А ныне вот осенью, как покража-то у нас в трапезе случилась, и приказано было все запереть да построже держать; вот и затолковали у нас: "Бойтесь пожара, подожгут". Я слышу да сестрам-то и говорю: "Вы, сестры, смотрите, не больно крепко спите, нас, говорят все, поджечь собираются". Пелагея-то Ивановна слушает да и говорит: "Полно! Ложитесь-ка себе да покрепче спите. Обитель наша никогда ничем не повредится; и никогда в ней ничего не случится; потому что те, кому поручено караулят". В это самое время, на эти слова ее, караул, поставленный у собора из церковниц, и забил в доску. "И впрямь, — говорю, — слышь: караулыцицы-то наши пошли".

— Эх, Симеон! — перебила она меня. — Ничего-то ты не понимаешь. Да ведь не эти караульщики. Что эти-то?! Тоткараулит, — говорит, — кому поручено караулить обитель.
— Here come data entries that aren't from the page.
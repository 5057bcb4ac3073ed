//! Relay configuration types
//!
//! Defines the listener, proxy and target settings of the relay.

use super::TcpConfig;
use crate::error::RelayError;
use crate::helper::{duration_from_secs, DEFAULT_CONNECT_TIMEOUT_SECS, DEFAULT_IDLE_TIMEOUT_SECS};
use crate::socks::consts::MAX_DOMAIN_LEN;
use serde::{Deserialize, Serialize};
use std::net::{IpAddr, SocketAddr};
use std::time::Duration;

fn default_bind_addr() -> String {
    "127.0.0.1".to_string()
}

fn default_bind_port() -> u16 {
    10443
}

fn default_proxy_addr() -> String {
    "127.0.0.1".to_string()
}

/// Default SOCKS5 proxy port (Tor)
fn default_proxy_port() -> u16 {
    9050
}

fn default_target_port() -> u16 {
    443
}

/// Default idle timeout in seconds
fn default_idle_timeout() -> u64 {
    DEFAULT_IDLE_TIMEOUT_SECS
}

/// Default proxy connect timeout in seconds
fn default_connect_timeout() -> u64 {
    DEFAULT_CONNECT_TIMEOUT_SECS
}

/// Root configuration structure
#[derive(Debug, Serialize, Deserialize, Clone)]
pub struct Config {
    /// Relay configuration
    pub relay: ListenerConfig,
}

/// Listener configuration
///
/// Built once at startup and never mutated afterwards.
#[derive(Debug, Serialize, Deserialize, Clone, PartialEq, Eq)]
pub struct ListenerConfig {
    /// Local IP address to bind
    #[serde(default = "default_bind_addr")]
    pub bind_addr: String,

    /// Local port to bind
    #[serde(default = "default_bind_port")]
    pub bind_port: u16,

    /// SOCKS5 proxy host
    #[serde(default = "default_proxy_addr")]
    pub proxy_addr: String,

    /// SOCKS5 proxy port
    #[serde(default = "default_proxy_port")]
    pub proxy_port: u16,

    /// Target host, resolved by the proxy (e.g. a .onion address)
    #[serde(default)]
    pub target_host: String,

    /// Target port
    #[serde(default = "default_target_port")]
    pub target_port: u16,

    /// Seconds without traffic in either direction before a session ends
    #[serde(default = "default_idle_timeout")]
    pub idle_timeout: u64,

    /// Proxy connect timeout in seconds
    #[serde(default = "default_connect_timeout")]
    pub connect_timeout: u64,

    /// Socket options
    #[serde(default)]
    pub tcp: TcpConfig,
}

impl Default for ListenerConfig {
    fn default() -> Self {
        ListenerConfig {
            bind_addr: default_bind_addr(),
            bind_port: default_bind_port(),
            proxy_addr: default_proxy_addr(),
            proxy_port: default_proxy_port(),
            target_host: String::new(),
            target_port: default_target_port(),
            idle_timeout: default_idle_timeout(),
            connect_timeout: default_connect_timeout(),
            tcp: TcpConfig::default(),
        }
    }
}

impl ListenerConfig {
    /// Create a configuration for the given target with default settings
    pub fn new(target_host: impl Into<String>) -> Self {
        ListenerConfig {
            target_host: target_host.into(),
            ..Default::default()
        }
    }

    /// Socket address to bind the listener on
    pub fn bind_socket_addr(&self) -> Result<SocketAddr, RelayError> {
        let ip: IpAddr = self.bind_addr.parse().map_err(|_| {
            RelayError::Config(format!(
                "bind_addr must be an IP address, got {:?}",
                self.bind_addr
            ))
        })?;
        Ok(SocketAddr::new(ip, self.bind_port))
    }

    /// Proxy address in `host:port` form, for logging
    pub fn proxy_endpoint(&self) -> String {
        format_host_port(&self.proxy_addr, self.proxy_port)
    }

    /// Target address in `host:port` form, for logging
    pub fn target_endpoint(&self) -> String {
        format_host_port(&self.target_host, self.target_port)
    }

    /// Idle timeout as a duration
    pub fn idle_timeout(&self) -> Duration {
        duration_from_secs(self.idle_timeout)
    }

    /// Proxy connect timeout as a duration
    pub fn connect_timeout(&self) -> Duration {
        duration_from_secs(self.connect_timeout)
    }

    /// Validate the configuration
    pub fn validate(&self) -> Result<(), RelayError> {
        if self.target_host.is_empty() {
            return Err(RelayError::Config("target_host is not set".to_string()));
        }
        if self.target_host.len() > MAX_DOMAIN_LEN {
            return Err(RelayError::Config(format!(
                "target_host is {} bytes, SOCKS5 allows at most {}",
                self.target_host.len(),
                MAX_DOMAIN_LEN
            )));
        }
        if self.proxy_addr.is_empty() {
            return Err(RelayError::Config("proxy_addr is not set".to_string()));
        }
        if self.proxy_port == 0 {
            return Err(RelayError::Config("proxy_port must not be 0".to_string()));
        }
        if self.target_port == 0 {
            return Err(RelayError::Config("target_port must not be 0".to_string()));
        }
        if self.idle_timeout == 0 {
            return Err(RelayError::Config("idle_timeout must not be 0".to_string()));
        }
        self.bind_socket_addr()?;
        Ok(())
    }
}

fn format_host_port(host: &str, port: u16) -> String {
    if host.contains(':') {
        format!("[{}]:{}", host, port)
    } else {
        format!("{}:{}", host, port)
    }
}
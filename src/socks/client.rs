//! SOCKS5 client
//!
//! Negotiates a no-auth session and a CONNECT request with a SOCKS5 proxy
//! for a domain-name target. Name resolution is left to the proxy.

use crate::config::ListenerConfig;
use crate::error::RelayError;
use crate::helper::{duration_from_secs, DEFAULT_CONNECT_TIMEOUT_SECS};
use crate::socks::consts::*;
use crate::transport::{connect_tcp, Connector, SocketOpts};
use async_trait::async_trait;
use std::time::Duration;
use tokio::io::{AsyncRead, AsyncReadExt, AsyncWrite, AsyncWriteExt};
use tokio::net::TcpStream;
use tracing::debug;

/// Opens upstream transports by tunneling through a SOCKS5 proxy
#[derive(Debug, Clone)]
pub struct Socks5Connector {
    proxy_addr: String,
    proxy_port: u16,
    target_host: String,
    target_port: u16,
    connect_timeout: Duration,
    socket_opts: SocketOpts,
}

impl Socks5Connector {
    /// Create a connector with default timeout and socket options
    pub fn new(
        proxy_addr: impl Into<String>,
        proxy_port: u16,
        target_host: impl Into<String>,
        target_port: u16,
    ) -> Self {
        Socks5Connector {
            proxy_addr: proxy_addr.into(),
            proxy_port,
            target_host: target_host.into(),
            target_port,
            connect_timeout: duration_from_secs(DEFAULT_CONNECT_TIMEOUT_SECS),
            socket_opts: SocketOpts::default(),
        }
    }

    /// Create a connector from the relay configuration
    pub fn from_config(config: &ListenerConfig) -> Self {
        Socks5Connector::new(
            config.proxy_addr.clone(),
            config.proxy_port,
            config.target_host.clone(),
            config.target_port,
        )
        .with_connect_timeout(config.connect_timeout())
        .with_socket_opts(SocketOpts::from_tcp_config(&config.tcp))
    }

    /// Set the proxy connect timeout
    pub fn with_connect_timeout(mut self, timeout: Duration) -> Self {
        self.connect_timeout = timeout;
        self
    }

    /// Set socket options for the proxy connection
    pub fn with_socket_opts(mut self, opts: SocketOpts) -> Self {
        self.socket_opts = opts;
        self
    }
}

#[async_trait]
impl Connector for Socks5Connector {
    type Stream = TcpStream;

    async fn connect(&self) -> Result<TcpStream, RelayError> {
        let mut stream = connect_tcp(
            &self.proxy_addr,
            self.proxy_port,
            self.connect_timeout,
            &self.socket_opts,
        )
        .await?;

        handshake(&mut stream, &self.target_host, self.target_port).await?;

        debug!(
            "SOCKS5 tunnel to {}:{} established via {}:{}",
            self.target_host, self.target_port, self.proxy_addr, self.proxy_port
        );

        Ok(stream)
    }
}

/// Connect to `target_host:target_port` through the proxy at
/// `proxy_addr:proxy_port`
///
/// The returned stream carries raw payload bytes in both directions.
pub async fn connect_through_proxy(
    proxy_addr: &str,
    proxy_port: u16,
    target_host: &str,
    target_port: u16,
) -> Result<TcpStream, RelayError> {
    Socks5Connector::new(proxy_addr, proxy_port, target_host, target_port)
        .connect()
        .await
}

/// Run the full client handshake on an already connected stream
///
/// On success the stream is positioned exactly at the first payload byte.
pub async fn handshake<S>(stream: &mut S, target_host: &str, target_port: u16) -> Result<(), RelayError>
where
    S: AsyncRead + AsyncWrite + Unpin,
{
    negotiate_method(stream).await?;
    send_connect(stream, target_host, target_port).await?;
    read_connect_reply(stream).await
}

/// Offer "no authentication" and require the proxy to accept it
///
/// # Method Negotiation
///
/// ```text
/// request:  VER=5 NMETHODS=1 METHODS=[0x00]
/// reply:    VER=5 METHOD=0x00
/// ```
pub async fn negotiate_method<S>(stream: &mut S) -> Result<(), RelayError>
where
    S: AsyncRead + AsyncWrite + Unpin,
{
    let request = [SOCKS5_VERSION, 1, SOCKS5_AUTH_METHOD_NONE];
    write_request(stream, &request, "method negotiation").await?;

    let mut reply = [0u8; 2];
    stream
        .read_exact(&mut reply)
        .await
        .map_err(|e| RelayError::handshake(format!("failed to read method reply: {}", e)))?;

    match reply {
        [SOCKS5_VERSION, SOCKS5_AUTH_METHOD_NONE] => Ok(()),
        [SOCKS5_VERSION, SOCKS5_AUTH_METHOD_NOT_ACCEPTABLE] => Err(RelayError::handshake(
            "proxy accepted none of the offered methods",
        )),
        [version, method] => Err(RelayError::handshake(format!(
            "unexpected method reply: version {} method {:#04x}",
            version, method
        ))),
    }
}

/// Build a CONNECT request for a domain-name target
///
/// # SOCKS5 Request Format
///
/// ```text
/// +----+-----+-------+------+----------+----------+
/// |VER | CMD |  RSV  | ATYP | DST.ADDR | DST.PORT |
/// +----+-----+-------+------+----------+----------+
/// | 1  |  1  | X'00' | X'03'| 1 + len  |    2     |
/// +----+-----+-------+------+----------+----------+
/// ```
pub fn build_connect_request(target_host: &str, target_port: u16) -> Result<Vec<u8>, RelayError> {
    let host = target_host.as_bytes();
    if host.is_empty() || host.len() > MAX_DOMAIN_LEN {
        return Err(RelayError::Config(format!(
            "target host must be 1..={} bytes, got {}",
            MAX_DOMAIN_LEN,
            host.len()
        )));
    }

    let mut request = Vec::with_capacity(7 + host.len());
    request.extend_from_slice(&[
        SOCKS5_VERSION,
        SOCKS5_CMD_TCP_CONNECT,
        SOCKS5_RESERVED,
        SOCKS5_ADDR_TYPE_DOMAIN,
        host.len() as u8,
    ]);
    request.extend_from_slice(host);
    request.extend_from_slice(&target_port.to_be_bytes());
    Ok(request)
}

/// Send the CONNECT request
pub async fn send_connect<S>(stream: &mut S, target_host: &str, target_port: u16) -> Result<(), RelayError>
where
    S: AsyncWrite + Unpin,
{
    let request = build_connect_request(target_host, target_port)?;
    write_request(stream, &request, "connect request").await
}

/// Read and validate the CONNECT reply
///
/// The reply code is checked first, before the version byte. On success the
/// bound address is drained according to its address type so that no reply
/// byte is left in front of the relayed payload.
pub async fn read_connect_reply<S>(stream: &mut S) -> Result<(), RelayError>
where
    S: AsyncRead + Unpin,
{
    let mut header = [0u8; 4];
    stream
        .read_exact(&mut header)
        .await
        .map_err(|e| RelayError::handshake(format!("failed to read connect reply: {}", e)))?;

    let [version, code, _reserved, addr_type] = header;

    // The reply code decides, whatever the version byte says
    if code != SOCKS5_REPLY_SUCCEEDED {
        return Err(RelayError::ProxyConnect { code });
    }

    if version != SOCKS5_VERSION {
        return Err(RelayError::handshake(format!(
            "unexpected version {} in connect reply",
            version
        )));
    }

    let addr_len = match addr_type {
        SOCKS5_ADDR_TYPE_IPV4 => 4,
        SOCKS5_ADDR_TYPE_IPV6 => 16,
        SOCKS5_ADDR_TYPE_DOMAIN => {
            let mut len = [0u8; 1];
            stream.read_exact(&mut len).await.map_err(|e| {
                RelayError::handshake(format!("failed to read bound address length: {}", e))
            })?;
            len[0] as usize
        }
        other => {
            return Err(RelayError::handshake(format!(
                "unsupported address type {} in connect reply",
                other
            )))
        }
    };

    // BND.ADDR + BND.PORT, unused
    let mut bound = vec![0u8; addr_len + 2];
    stream
        .read_exact(&mut bound)
        .await
        .map_err(|e| RelayError::handshake(format!("failed to read bound address: {}", e)))?;

    debug!("Connect reply accepted, bound address type {}", addr_type);

    Ok(())
}

async fn write_request<S>(stream: &mut S, request: &[u8], what: &str) -> Result<(), RelayError>
where
    S: AsyncWrite + Unpin,
{
    stream
        .write_all(request)
        .await
        .map_err(|e| RelayError::handshake(format!("failed to send {}: {}", what, e)))?;
    stream
        .flush()
        .await
        .map_err(|e| RelayError::handshake(format!("failed to send {}: {}", what, e)))
}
Должно быть, разумела Старца Серафима.

А вот в 1882 году все затолковали у нас, что скоро мощам быть, я и говорю раз Пелагее-то Ивановне: "Слышишь, что говорят? Мощи будут".

— Будут, — отвечает.

— Скоро ли? — спрашиваю.

— Нет, — говорит, — еще не скоро. Мне стало досадно.

—А ты-то, — говорю, — почем знаешь?

—Да я-то, — говорит, — хоть и не знаю, а только не скоро.

А вот весною в 1883 году сидит она в чулане у открытого окошка да и говорит мне: "Симеон, да поди-ка ты ко мне, поговорим-ка немножко".

— Что же, — говорю, — давай поговорим. Подошла, знаешь, я и села возле нее на лавку.

— Гляди, — говорит, — Симеон! Как хорошо расцвело. — А сама так и трепещет вся, так вот и ликует. А я-то, знаешь, взглянула, вижу, и вправду сирень расцвела, да и говорю: "Матушка, гляди-ка, как хорошо сирень-то расцвела".

— Ох, — говорит, — Симеон! Какая же ты глупенькая! Ничего не понимаешь!

И взяла меня за руку, крепко ее сжала и говорит: "Через шесть-то лет что в обители расцветет!" А сама так вот вся и трепещет. Тут только я поняла, что она что-то видит, чего нам не видно, и что-то хорошее обители предрекает.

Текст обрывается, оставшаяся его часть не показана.